Unlike thousands of other American doctors who have registered to volunteer, Tissenbaum, an orthopedic surgeon from Pittsburgh, along with roughly three dozen other doctors, nurses and paramedics came to Israel last week, training and waiting and hoping that they won’t be needed as part of the Emergency Volunteer Program, an initiative that in the past has mostly focused on bringing American firefighters to Israel.
In light of the scale of the devastation in Israel after the Oct. 7 attacks and the potential for further stresses on the Israeli medical system, EVP began working to bring over American volunteers, something it had never done before, save for a handful of paramedics who came to Israel during the 2014 war.
“On Saturday, as soon as we heard about the massacre, we came to EVP and got a notification that this is going to happen and it was just a question of when and where we would be going,” said Tissenbaum, an orthopedic surgeon from Pittsburgh.
Tissenbaum said he first registered to volunteer with EVP in 2016 or 2017. His wife, who is active in the local Jewish federation, helped bring the organization to Pittsburgh after hearing about it at an American Israel Public Affairs Committee conference.
He arrived last Monday and trained for a few days in Jerusalem before moving to Safed’s Ziv Medical Center along with four other doctors. Other volunteers have been sent to train with the Israel Defense Forces so they can practice in military clinics or on military ambulances (only within Israel proper, not in Gaza).
Adi Zahavi, CEO of EVP, told eJewishPhilanthropy that his organization has maintained its relationships with the Israeli government over the years so that its medical volunteers can more easily get the accreditation and approvals that they need, preventing a “bottleneck” that other volunteer groups are experiencing.
Even as doctors and other medical professionals have been called up to the reserves, the Israeli health-care system has not yet faced a significant staffing shortage as hospitals have postponed elective surgeries and worked to release non-urgent patients.

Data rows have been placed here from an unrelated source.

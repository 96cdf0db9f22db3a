//! Editable seed buffer used while the user reviews a seed.
//!
//! A draft is never a seed. Edits replace whole symbols only, and the only
//! way back to a [`Seed`] is through validation. Positions count characters,
//! the same unit [`validator::validate`] reports.

use std::fmt;

use rand::{CryptoRng, RngCore};
use zeroize::Zeroizing;

use super::alphabet;
use super::generator::SeedGenerator;
use super::types::Seed;
use super::{validator, SeedError};

/// Unvalidated symbol buffer, zeroized on drop
#[derive(Default)]
pub struct SeedDraft {
    symbols: Zeroizing<Vec<char>>,
}

impl SeedDraft {
    pub fn new() -> Self {
        Self::default()
    }

    /// Start a draft from raw user input
    pub fn from_input(input: &str) -> Self {
        Self {
            symbols: Zeroizing::new(input.chars().collect()),
        }
    }

    pub fn len(&self) -> usize {
        self.symbols.len()
    }

    pub fn is_empty(&self) -> bool {
        self.symbols.is_empty()
    }

    /// Replace the symbol at `position` with another alphabet symbol
    pub fn replace_symbol(&mut self, position: usize, symbol: char) -> Result<(), SeedError> {
        self.check_position(position)?;
        if !alphabet::contains_char(symbol) {
            return Err(SeedError::InvalidCharacter { position });
        }
        self.symbols[position] = symbol;
        Ok(())
    }

    /// Draw a new random symbol for `position`
    pub fn randomize_symbol<R: RngCore + CryptoRng>(
        &mut self,
        position: usize,
        generator: &mut SeedGenerator<R>,
    ) -> Result<(), SeedError> {
        self.check_position(position)?;
        self.symbols[position] = char::from(generator.random_symbol()?);
        Ok(())
    }

    /// Run the draft through the validator
    pub fn validate(&self) -> Result<Seed, SeedError> {
        validator::validate(&self.text())
    }

    /// Copy the draft out as text
    pub fn to_text(&self) -> String {
        self.text().as_str().to_owned()
    }

    fn text(&self) -> Zeroizing<String> {
        let mut text = Zeroizing::new(String::with_capacity(self.symbols.len() * 4));
        text.extend(self.symbols.iter());
        text
    }

    /// Wipe and empty the draft
    pub fn clear(&mut self) {
        zeroize::Zeroize::zeroize(&mut *self.symbols);
    }

    fn check_position(&self, position: usize) -> Result<(), SeedError> {
        if position >= self.symbols.len() {
            return Err(SeedError::PositionOutOfRange {
                position,
                length: self.symbols.len(),
            });
        }
        Ok(())
    }
}

impl From<Seed> for SeedDraft {
    fn from(seed: Seed) -> Self {
        Self {
            symbols: Zeroizing::new(seed.as_str().chars().collect()),
        }
    }
}

impl fmt::Debug for SeedDraft {
    fn fmt(&self, f: &mut fmt::Formatter<'_>) -> fmt::Result {
        f.debug_struct("SeedDraft")
            .field("len", &self.symbols.len())
            .finish()
    }
}

#[cfg(test)]
mod tests {
    use super::*;
    use crate::seed::alphabet::SEED_LENGTH;
    use crate::seed::generate;

    #[test]
    fn test_edit_then_validate() {
        let seed = generate().unwrap();
        let mut draft = SeedDraft::from(seed);
        draft.replace_symbol(0, 'Z').unwrap();
        draft.replace_symbol(80, '9').unwrap();

        let edited = draft.validate().unwrap();
        assert_eq!(edited.symbol_at(0), Some('Z'));
        assert_eq!(edited.symbol_at(80), Some('9'));
    }

    #[test]
    fn test_rejects_non_symbol_edit() {
        let mut draft = SeedDraft::from_input(&"A".repeat(SEED_LENGTH));
        assert_eq!(
            draft.replace_symbol(3, 'a').unwrap_err(),
            SeedError::InvalidCharacter { position: 3 }
        );
        assert!(draft.validate().is_ok());
    }

    #[test]
    fn test_rejects_out_of_range() {
        let mut draft = SeedDraft::from_input("ABC");
        assert_eq!(
            draft.replace_symbol(3, 'A').unwrap_err(),
            SeedError::PositionOutOfRange { position: 3, length: 3 }
        );

        let mut generator = SeedGenerator::new();
        assert!(matches!(
            draft.randomize_symbol(10, &mut generator),
            Err(SeedError::PositionOutOfRange { .. })
        ));
    }

    #[test]
    fn test_randomize_fixes_bad_symbol() {
        let mut input = "A".repeat(SEED_LENGTH);
        input.replace_range(9..10, "!");
        let mut draft = SeedDraft::from_input(&input);
        assert!(draft.validate().is_err());

        let mut generator = SeedGenerator::new();
        draft.randomize_symbol(9, &mut generator).unwrap();
        assert!(draft.validate().is_ok());
    }

    #[test]
    fn test_to_text() {
        let mut draft = SeedDraft::from_input("AB9");
        draft.replace_symbol(1, 'Z').unwrap();
        assert_eq!(draft.to_text(), "AZ9");
    }

    #[test]
    fn test_multibyte_symbol_is_one_position() {
        let mut input = "A".repeat(SEED_LENGTH - 1);
        input.insert(7, 'é');
        let mut draft = SeedDraft::from_input(&input);
        assert_eq!(draft.len(), SEED_LENGTH);
        assert_eq!(
            draft.validate().unwrap_err(),
            SeedError::InvalidCharacter { position: 7 }
        );

        let mut generator = SeedGenerator::new();
        draft.randomize_symbol(7, &mut generator).unwrap();
        let seed = draft.validate().unwrap();
        assert!(seed.as_str().chars().enumerate().all(|(i, c)| i == 7 || c == 'A'));

        let mut draft = SeedDraft::from_input(&input);
        draft.replace_symbol(7, '9').unwrap();
        assert_eq!(draft.to_text().chars().nth(7), Some('9'));
        assert!(draft.validate().is_ok());
    }

    #[test]
    fn test_clear() {
        let mut draft = SeedDraft::from_input(&"B".repeat(SEED_LENGTH));
        draft.clear();
        assert!(draft.is_empty());
        assert_eq!(draft.validate().unwrap_err(), SeedError::EmptyOrNull);
    }

    #[test]
    fn test_debug_hides_symbols() {
        let draft = SeedDraft::from_input("SECRETSEED");
        assert!(!format!("{:?}", draft).contains("SECRET"));
    }
}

As a result, the volunteers have not had much work to do, which Tissenbaum said they consider to be a good thing.
“No one has lost their enthusiasm. We came to do a job but we’re hoping not to have to do a job,” he told eJewishPhilanthropy. “We want to do something, but we also don’t want to do something because us doing something implies injured Israelis, injured soldiers, injured civilians.”

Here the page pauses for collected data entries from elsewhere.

//! Seed Core Configuration
//!
//! Runtime settings with:
//! - Environment loading (`SEEDCORE_*`)
//! - Consistency warnings
//! - A process-wide, lock-protected instance

use std::env;
use std::sync::{OnceLock, RwLock};

use crate::error::{CoreError, CoreResult};
use crate::log_warn;
use crate::seed::DEFAULT_MAX_ENTROPY_ROUNDS;

const LOG_MODULE: &str = "config";

/// Environment variable overriding the entropy refill limit
pub const ENV_MAX_ENTROPY_ROUNDS: &str = "SEEDCORE_MAX_ENTROPY_ROUNDS";

/// Environment variable enabling debug logging
pub const ENV_DEBUG: &str = "SEEDCORE_DEBUG";

/// Settings consumed by the generator and the logging surfaces
#[derive(Debug, Clone, PartialEq, Eq)]
pub struct SeedSettings {
    /// How many times the generator may refill from the random source
    /// before reporting it unavailable
    pub max_entropy_rounds: u32,
    /// Emit debug-level log lines
    pub debug_logging: bool,
}

impl Default for SeedSettings {
    fn default() -> Self {
        Self {
            max_entropy_rounds: DEFAULT_MAX_ENTROPY_ROUNDS,
            debug_logging: false,
        }
    }
}

impl SeedSettings {
    /// Defaults overridden by `SEEDCORE_*` variables
    pub fn from_env() -> CoreResult<Self> {
        Self::from_lookup(|key| env::var(key).ok())
    }

    /// Build settings from an arbitrary key lookup
    pub fn from_lookup<F>(lookup: F) -> CoreResult<Self>
    where
        F: Fn(&str) -> Option<String>,
    {
        let mut settings = Self::default();

        if let Some(raw) = lookup(ENV_MAX_ENTROPY_ROUNDS) {
            settings.max_entropy_rounds = raw.trim().parse().map_err(|_| {
                CoreError::invalid_input(format!("{} must be a positive integer", ENV_MAX_ENTROPY_ROUNDS))
                    .with_details(raw.clone())
            })?;
            if settings.max_entropy_rounds == 0 {
                return Err(CoreError::invalid_input(format!(
                    "{} must be at least 1",
                    ENV_MAX_ENTROPY_ROUNDS
                )));
            }
        }

        if let Some(raw) = lookup(ENV_DEBUG) {
            settings.debug_logging = parse_flag(&raw).ok_or_else(|| {
                CoreError::invalid_input(format!("{} must be a boolean flag", ENV_DEBUG)).with_details(raw.clone())
            })?;
        }

        Ok(settings)
    }

    /// Validate settings consistency
    pub fn validate(&self) -> Vec<String> {
        let mut warnings = Vec::new();

        if self.max_entropy_rounds < 4 {
            warnings.push(
                "Warning: Entropy round limit is very low; healthy sources may be reported unavailable".to_string()
            );
        }

        if self.max_entropy_rounds > 1024 {
            warnings.push(
                "Warning: Entropy round limit is very high; a stuck source will take long to detect".to_string()
            );
        }

        warnings
    }
}

fn parse_flag(raw: &str) -> Option<bool> {
    match raw.trim().to_ascii_lowercase().as_str() {
        "1" | "true" | "yes" | "on" => Some(true),
        "0" | "false" | "no" | "off" | "" => Some(false),
        _ => None,
    }
}

/// Lock-protected settings holder
pub struct SeedConfig {
    config: RwLock<SeedSettings>,
}

impl SeedConfig {
    pub fn new() -> Self {
        Self::with_settings(SeedSettings::default())
    }

    pub fn with_settings(settings: SeedSettings) -> Self {
        Self {
            config: RwLock::new(settings),
        }
    }

    /// Get current settings
    pub fn settings(&self) -> SeedSettings {
        self.config.read()
            .map(|c| c.clone())
            .unwrap_or_default()
    }

    /// Update settings in place, returning consistency warnings
    pub fn update<F>(&self, updater: F) -> Vec<String>
    where
        F: FnOnce(&mut SeedSettings),
    {
        let Ok(mut config) = self.config.write() else {
            return vec!["Failed to acquire config lock".to_string()];
        };
        updater(&mut config);
        config.validate()
    }

    pub fn debug_logging(&self) -> bool {
        self.config.read()
            .map(|c| c.debug_logging)
            .unwrap_or(false)
    }
}

impl Default for SeedConfig {
    fn default() -> Self {
        Self::new()
    }
}

/// Build a config from a key lookup, logging why it was rejected
pub fn load_seed_config<F>(lookup: F) -> CoreResult<SeedConfig>
where
    F: Fn(&str) -> Option<String>,
{
    let settings = SeedSettings::from_lookup(lookup).map_err(|e| {
        log_warn!(LOG_MODULE, "Rejected environment configuration", reason = e.message);
        e
    })?;
    for warning in settings.validate() {
        log_warn!(LOG_MODULE, "Configuration warning", reason = warning);
    }
    Ok(SeedConfig::with_settings(settings))
}

static SEED_CONFIG: OnceLock<CoreResult<SeedConfig>> = OnceLock::new();

/// Process-wide configuration, loaded from the environment on first use.
/// An invalid environment is reported on every call.
pub fn get_seed_config() -> CoreResult<&'static SeedConfig> {
    SEED_CONFIG
        .get_or_init(|| load_seed_config(|key| env::var(key).ok()))
        .as_ref()
        .map_err(Clone::clone)
}

#[cfg(test)]
mod tests {
    use super::*;
    use crate::error::ErrorCode;
    use std::collections::HashMap;

    fn lookup(pairs: &[(&str, &str)]) -> impl Fn(&str) -> Option<String> {
        let map: HashMap<String, String> = pairs
            .iter()
            .map(|(k, v)| (k.to_string(), v.to_string()))
            .collect();
        move |key| map.get(key).cloned()
    }

    #[test]
    fn test_defaults() {
        let settings = SeedSettings::from_lookup(lookup(&[])).unwrap();
        assert_eq!(settings, SeedSettings::default());
        assert_eq!(settings.max_entropy_rounds, DEFAULT_MAX_ENTROPY_ROUNDS);
        assert!(!settings.debug_logging);
        assert!(settings.validate().is_empty());
    }

    #[test]
    fn test_overrides() {
        let settings = SeedSettings::from_lookup(lookup(&[
            (ENV_MAX_ENTROPY_ROUNDS, "64"),
            (ENV_DEBUG, "true"),
        ]))
        .unwrap();
        assert_eq!(settings.max_entropy_rounds, 64);
        assert!(settings.debug_logging);
    }

    #[test]
    fn test_invalid_values() {
        assert!(SeedSettings::from_lookup(lookup(&[(ENV_MAX_ENTROPY_ROUNDS, "lots")])).is_err());
        assert!(SeedSettings::from_lookup(lookup(&[(ENV_MAX_ENTROPY_ROUNDS, "0")])).is_err());
        assert!(SeedSettings::from_lookup(lookup(&[(ENV_DEBUG, "maybe")])).is_err());
    }

    #[test]
    fn test_load_config() {
        let config = load_seed_config(lookup(&[(ENV_MAX_ENTROPY_ROUNDS, "8")])).unwrap();
        assert_eq!(config.settings().max_entropy_rounds, 8);

        let err = load_seed_config(lookup(&[(ENV_MAX_ENTROPY_ROUNDS, "lots")])).err().unwrap();
        assert_eq!(err.code, ErrorCode::InvalidInput);
        assert!(err.message.contains(ENV_MAX_ENTROPY_ROUNDS));
        assert_eq!(err.details.as_deref(), Some("lots"));
    }

    #[test]
    fn test_update_settings() {
        let config = SeedConfig::new();

        let warnings = config.update(|s| {
            s.max_entropy_rounds = 2;
            s.debug_logging = true;
        });

        assert_eq!(warnings.len(), 1);
        assert_eq!(config.settings().max_entropy_rounds, 2);
        assert!(config.debug_logging());
    }
}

Tissenbaum said he and the four other EVP doctors are focused on learning how to work at Ziv hospital so that should the war in Israel worsen — specifically if the Lebanon-based Hezbollah terror group ramps up its attacks on northern Israel — they will be able to step in seamlessly and help.

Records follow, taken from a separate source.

//! Seed Alphabet
//!
//! The tryte alphabet: `9` followed by `A`-`Z`. Each symbol is one balanced
//! ternary digit group of three trits.

/// Ordered symbol set. The index of a symbol is its draw bucket.
pub const SEED_ALPHABET: &[u8; ALPHABET_SIZE] = b"9ABCDEFGHIJKLMNOPQRSTUVWXYZ";

/// Number of symbols in the alphabet
pub const ALPHABET_SIZE: usize = 27;

/// Required number of symbols in a seed
pub const SEED_LENGTH: usize = 81;

/// Trits encoded by one symbol
pub const TRITS_PER_SYMBOL: usize = 3;

/// Check whether a byte is a seed symbol
#[inline]
pub fn contains(symbol: u8) -> bool {
    symbol == b'9' || symbol.is_ascii_uppercase()
}

/// Check whether a character is a seed symbol
#[inline]
pub fn contains_char(symbol: char) -> bool {
    symbol.is_ascii() && contains(symbol as u8)
}

/// Position of a symbol within [`SEED_ALPHABET`]
pub fn index_of(symbol: u8) -> Option<usize> {
    match symbol {
        b'9' => Some(0),
        b'A'..=b'Z' => Some((symbol - b'A') as usize + 1),
        _ => None,
    }
}

/// Symbol at a given alphabet index
pub fn symbol_at(index: usize) -> Option<u8> {
    SEED_ALPHABET.get(index).copied()
}

/// Balanced ternary value of a symbol: `9` = 0, `A`..`M` = 1..13, `N`..`Z` = -13..-1
pub fn tryte_value(symbol: u8) -> Option<i8> {
    let index = index_of(symbol)? as i8;
    if index > 13 {
        Some(index - ALPHABET_SIZE as i8)
    } else {
        Some(index)
    }
}

/// Expand a symbol into its three trits, least significant first
pub fn tryte_to_trits(symbol: u8) -> Option<[i8; TRITS_PER_SYMBOL]> {
    let mut value = tryte_value(symbol)?;
    let mut trits = [0i8; TRITS_PER_SYMBOL];
    for trit in trits.iter_mut() {
        let mut rem = value % 3;
        value /= 3;
        if rem > 1 {
            rem -= 3;
            value += 1;
        } else if rem < -1 {
            rem += 3;
            value -= 1;
        }
        *trit = rem;
    }
    Some(trits)
}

“[At Ziv,] they are very accustomed to dealing with complicated trauma. But no one has enough coverage to deal with things if they get crazy, if the northern border opens up,” he said.
Tissenbaum said he is scheduled to return to the U.S. at the end of the week, but he is prepared to remain in Israel or return to Israel in the future if necessary. Now that he is acquainted with Ziv Medical Center, he can “seamlessly” begin operating there.
“Right now, for us, there’s nothing going on. Everyone’s in a holding pattern,” he said. “We head back this weekend, but if something happens and we’re needed, I’m staying.”